江霖生盯着桌上略显凌乱的酒瓶酒杯发呆,胸中翻滚着那些年的曾经,倒了杯威士忌,喝几口,压压思绪,缓声开口:“我让她走的。”
什么?!
宋伊小脑袋瓜爆炸,彻底酒醒,身体下意识坐直,喝过酒的神经不太受控制,脱口而出:“是你杀了你妈?”

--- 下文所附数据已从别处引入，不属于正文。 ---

use thiserror::Error;

#[derive(Debug, Error)]
pub enum NlpError {
    #[error("HTTP error: {0}")]
    Http(#[from] reqwest::Error),

    #[error("input too short: {chars} characters (minimum {min})")]
    InputTooShort { chars: usize, min: usize },

    #[error("model {model} returned status {status}")]
    UnexpectedStatus { model: String, status: u16 },

    #[error("unusable response from model {model}: {reason}")]
    InvalidResponse { model: String, reason: String },

    #[error("unknown sentiment label from classifier: {0}")]
    UnknownLabel(String),
}
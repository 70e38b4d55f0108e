//! Periodic maintenance sweep over stored articles.

use newsdigest_db::{
    count_integrity_issues, list_articles_missing_sentiment, list_articles_missing_summary,
    remove_duplicate_urls, update_article_sentiment, update_article_summary, DbError,
    IntegrityCounts,
};
use newsdigest_nlp::NlpBackends;
use serde::Serialize;
use sqlx::SqlitePool;

/// Rows fetched per backfill page.
const BACKFILL_PAGE: i64 = 500;

#[derive(Debug, Clone, Default, Serialize)]
pub struct MaintenanceReport {
    pub duplicates_removed: u64,
    pub summaries_backfilled: usize,
    pub sentiments_backfilled: usize,
    pub backfill_failures: usize,
    pub integrity: IntegrityCounts,
}

/// Run one maintenance sweep.
///
/// 1. Remove duplicate URLs, keeping the newest row for each.
/// 2. Backfill missing summaries from article content.
/// 3. Re-classify rows with no sentiment or a null/zero score, from the
///    summary when there is one and from the content otherwise.
/// 4. Count integrity problems. Nothing is modified in this step.
///
/// Backfill pages through every incomplete row by id, so rows whose model
/// call keeps failing do not starve newer ones. Failures are logged and
/// counted; the row stays as it is and is retried on the next sweep.
///
/// # Errors
///
/// Returns [`DbError`] if any database step fails.
pub async fn run_maintenance(
    pool: &SqlitePool,
    nlp: &NlpBackends,
) -> Result<MaintenanceReport, DbError> {
    let mut report = MaintenanceReport {
        duplicates_removed: remove_duplicate_urls(pool).await?,
        ..MaintenanceReport::default()
    };
    if report.duplicates_removed > 0 {
        tracing::info!(removed = report.duplicates_removed, "removed duplicate articles");
    }

    let mut after_id = 0;
    loop {
        let page = list_articles_missing_summary(pool, after_id, BACKFILL_PAGE).await?;
        let Some(last) = page.last() else { break };
        after_id = last.id;
        for row in page {
            match nlp.summarizer.summarize(&row.content).await {
                Ok(summary) => {
                    update_article_summary(pool, row.id, &summary).await?;
                    report.summaries_backfilled += 1;
                }
                Err(e) => {
                    tracing::warn!(id = row.id, error = %e, "summary backfill failed");
                    report.backfill_failures += 1;
                }
            }
        }
    }

    let mut after_id = 0;
    loop {
        let page = list_articles_missing_sentiment(pool, after_id, BACKFILL_PAGE).await?;
        let Some(last) = page.last() else { break };
        after_id = last.id;
        for row in page {
            let text = row
                .summary
                .as_deref()
                .filter(|s| !s.trim().is_empty())
                .unwrap_or(&row.content);
            match nlp.classifier.classify(text).await {
                Ok(sentiment) => {
                    update_article_sentiment(pool, row.id, sentiment).await?;
                    report.sentiments_backfilled += 1;
                }
                Err(e) => {
                    tracing::warn!(id = row.id, error = %e, "sentiment backfill failed");
                    report.backfill_failures += 1;
                }
            }
        }
    }

    report.integrity = count_integrity_issues(pool).await?;
    if report.integrity.total() > 0 {
        tracing::warn!(
            empty_title = report.integrity.empty_title,
            empty_content = report.integrity.empty_content,
            empty_url = report.integrity.empty_url,
            invalid_url = report.integrity.invalid_url,
            "integrity check found problem rows"
        );
    }

    tracing::info!(
        duplicates_removed = report.duplicates_removed,
        summaries_backfilled = report.summaries_backfilled,
        sentiments_backfilled = report.sentiments_backfilled,
        backfill_failures = report.backfill_failures,
        "maintenance sweep complete"
    );
    Ok(report)
}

江霖生诧异转头,不期然对上她目瞪口呆,又立刻懊恼捂嘴的可爱样,一时也没转过来她是怎么想到这一步的,“……我什么时候……杀了,我妈?”
宋伊眼珠子转了两转,明白是她想岔了,但他就是这么说的啊,犹疑、讷讷回答:“……你说,你妈走了。”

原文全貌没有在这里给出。